Jak to się zaczęło?. Kiedy szedłem niejako pod prąd swego życia, wówczas nie myślałem, a nawet nie chciałem zostać księdzem. Szukałem jakiegoś przeciwstawienia się, buntu przeciw temu światu, jego niesprawiedliwości. Sądziłem też, że Kościół jest staroświecki i nie dla młodego człowieka. Uważałem, że przemówienia Jana Pawła II nie są kierowane do mnie. Bóg działał jednak, przyłączył się do mnie, chociaż podążałem w przeciwnym kierunku. Pragnął mnie najpierw zrozumieć, mój ból, moje rewolucyjne nastawienie, a potem zaczął wyjaśniać Pisma. Dziwnym trafem natknąłem się na Ewangelię Mateusza (5, 1- 12), na słynne osiem błogosławieństw. Wówczas pomyślałem, że nie ma większego oburzenia na ten świat, większego sprzeciwu wobec niego, i że żadna inna ideologia, subkultura mi tego nie da. Zacząłem więcej czytać Pismo Święte, interesować się Kościołem, wtedy też przemówił do mnie „nasz” Papież, lecz inaczej, bo swoją postawą w cierpieniu i śmierci, wtedy Bóg postawił też na mojej drodze mądrych księży. Ja jednak nadal nie pragnąłem kapłaństwa. Aż pewnego razu przeczytałem w Ewangelii Świętego Jana tekst Jezusowego mandatum. Nie potrafiłem pojąć tej miłości. Bóg dokonuje czynności upokarzającej, obmywa uczniom nogi, staje się Sługą. Tak przecież nikt dziś nie robi, żaden mój idol, autorytet z kolorowych czasopism i filmów. Rozpoczęła się moja walka z Bogiem. Walczyłem długo z Nim, chciałem mieć rodzinę: kochającą żonę, dzieci, a Ty Boże? To nieludzkie - mówiłem; aż ten fragment pokazał mi, że jest miłość większa, miłość doskonalsza, wyłączna, bez której nawet jeśli będę miał żonę, to nie będę do końca kochał, że bez miłości Boga miłość ludzka znudzi się, wypali, przemieni w niechęć, nie pokona czasu i przeciwności. To właśnie Chrystus przez mękę i śmierć rozerwał granice naszej miłości, wyswobodził z niemożności kochania do końca, teraz możemy kochać po niebo. Takie rozumienie miłości było dla mnie wezwaniem do kapłaństwa, ale może być dla każdego wezwaniem do podążenia za Jezusem.
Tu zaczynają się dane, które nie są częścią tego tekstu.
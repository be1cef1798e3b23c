//! Whitespace canonicalisation for chord sheet text
//!
//! - Trailing whitespace is removed from every line
//! - Runs of blank lines collapse to a single blank line
//! - Blank lines at the start and end of the document are dropped
//! - Line endings become `\n`
//!
//! Applying it twice gives the same result as applying it once.

/// Canonicalise spacing of a whole document
pub fn normalise_spacing(text: &str) -> String {
    let mut cleaned: Vec<&str> = Vec::new();

    for line in text.lines() {
        let stripped = line.trim_end();
        let previous_blank = cleaned.last().map_or(true, |l| l.is_empty());
        if !stripped.is_empty() || !previous_blank {
            cleaned.push(stripped);
        }
    }

    while cleaned.last().is_some_and(|l| l.is_empty()) {
        cleaned.pop();
    }

    cleaned.join("\n")
}

#[cfg(test)]
mod tests {
    use super::*;

    #[test]
    fn test_trailing_whitespace_removed() {
        assert_eq!(normalise_spacing("a  \nb\t"), "a\nb");
    }

    #[test]
    fn test_blank_runs_collapse() {
        assert_eq!(normalise_spacing("a\n\n\n\nb"), "a\n\nb");
        assert_eq!(normalise_spacing("a\n   \n \t \nb"), "a\n\nb");
        assert_eq!(normalise_spacing("a\n\nb"), "a\n\nb");
    }

    #[test]
    fn test_edges_and_crlf() {
        assert_eq!(normalise_spacing("\n\n a\r\n\r\n\r\nb\r\n\r\n"), " a\n\nb");
        assert_eq!(normalise_spacing(""), "");
        assert_eq!(normalise_spacing("\n \n"), "");
    }

    #[test]
    fn test_idempotent() {
        let samples = [
            "",
            "\n",
            "a\n",
            "a\n\n",
            "  x  \n\n\n y\n\n",
            "[C]Hello   \n\n\n\nChorus:\n[G]world\n",
            "\r\n\r\nlyric\r\n",
        ];
        for sample in samples {
            let once = normalise_spacing(sample);
            assert_eq!(normalise_spacing(&once), once, "sample {:?}", sample);
        }
    }
}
Minęło już kilka lat od tamtego wyboru i nadal chcę, choć wiem już lepiej czym jest moje powołanie, znam jego plusy i minusy, wiem czego ono ode mnie wymaga, dokąd mnie prowadzi. Wewnętrznie bardzo chcę, bo raz dotknąwszy miłości Boga nie mogę o niej zapomnieć, nie potrafię nie chcieć jej więcej.
Kleryk Adam
Chciałem być DJ-em...
Kiedy mówimy o powołaniu do kapłaństwa, najbardziej przemawia świadectwo, dlatego chciałbym przedstawić swoją drogę, która zawiodła mnie do seminarium duchownego.
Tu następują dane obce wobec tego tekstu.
//! Chord sheet pipeline
//!
//! normalise spacing → transpose (if asked) → lay out each non-blank line.
//! The output order is the source line order.

use crate::models::{ChordHighlight, RenderedLine, SheetSettings};
use crate::transposition::transpose_document;
use crate::utils::normalise_spacing;
use super::line_layout::layout_line;

/// Lay out every non-blank line of already-prepared text
pub fn process_song_text(text: &str, highlight: ChordHighlight) -> Vec<RenderedLine> {
    text.split('\n')
        .filter(|line| !line.trim().is_empty())
        .map(|line| layout_line(line).render(highlight))
        .collect()
}

/// Prepare raw chord sheet text for display.
///
/// `None` settings means no transposition, per-chord spelling inference and
/// span-highlighted chords.
pub fn prepare_document(raw_text: &str, settings: Option<SheetSettings>) -> Vec<RenderedLine> {
    let settings = settings.unwrap_or_default();

    let mut text = normalise_spacing(raw_text);
    if settings.transpose_steps != 0 {
        text = transpose_document(&text, settings.transpose_steps, settings.effective_preference());
    }

    let lines = process_song_text(&text, settings.highlight);
    log::debug!(
        "prepared {} lines (steps={}, highlight={:?})",
        lines.len(),
        settings.transpose_steps,
        settings.highlight
    );
    lines
}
Gdy byłem jeszcze w łonie mojej matki moje życie było zagrożone, ale dzięki Opatrzności Bożej i modlitwie do Matki Bożej ze strony mojej mamy urodziłem się zdrowy i w siódmym tygodniu życia przyjąłem sakrament chrztu świętego. Żartuję sobie czasem z kolegami, że wówczas Bóg mnie ocalił, ale w zamian dał mi pewne zadanie do wykonania. Z opowiadań mojej mamy wynika, że moje oczy od maleńkiego były zwrócone ku Bogu. Pierwsze „moje ziarno” powołania sięga już I Komunii Świętej, którą przyjąłem w Poznaniu w parafii pod wezwaniem św. Rodziny i wtedy w moim sercu zrodziło się pytanie: „kim są chłopcy stojący obok kapłana w czasie Mszy Świętej?”. Byli to oczywiście ministranci. Bardzo chciałem zostać jednym z nich i być blisko Chrystusa i tak się stało! Było to dla mnie wielkie przeżycie, a także radość z tego, że mogłem przystąpić do ołtarza Bożego! Ministrantem byłem 12 lat, zdobywając poszczególne stopnie ministranckie.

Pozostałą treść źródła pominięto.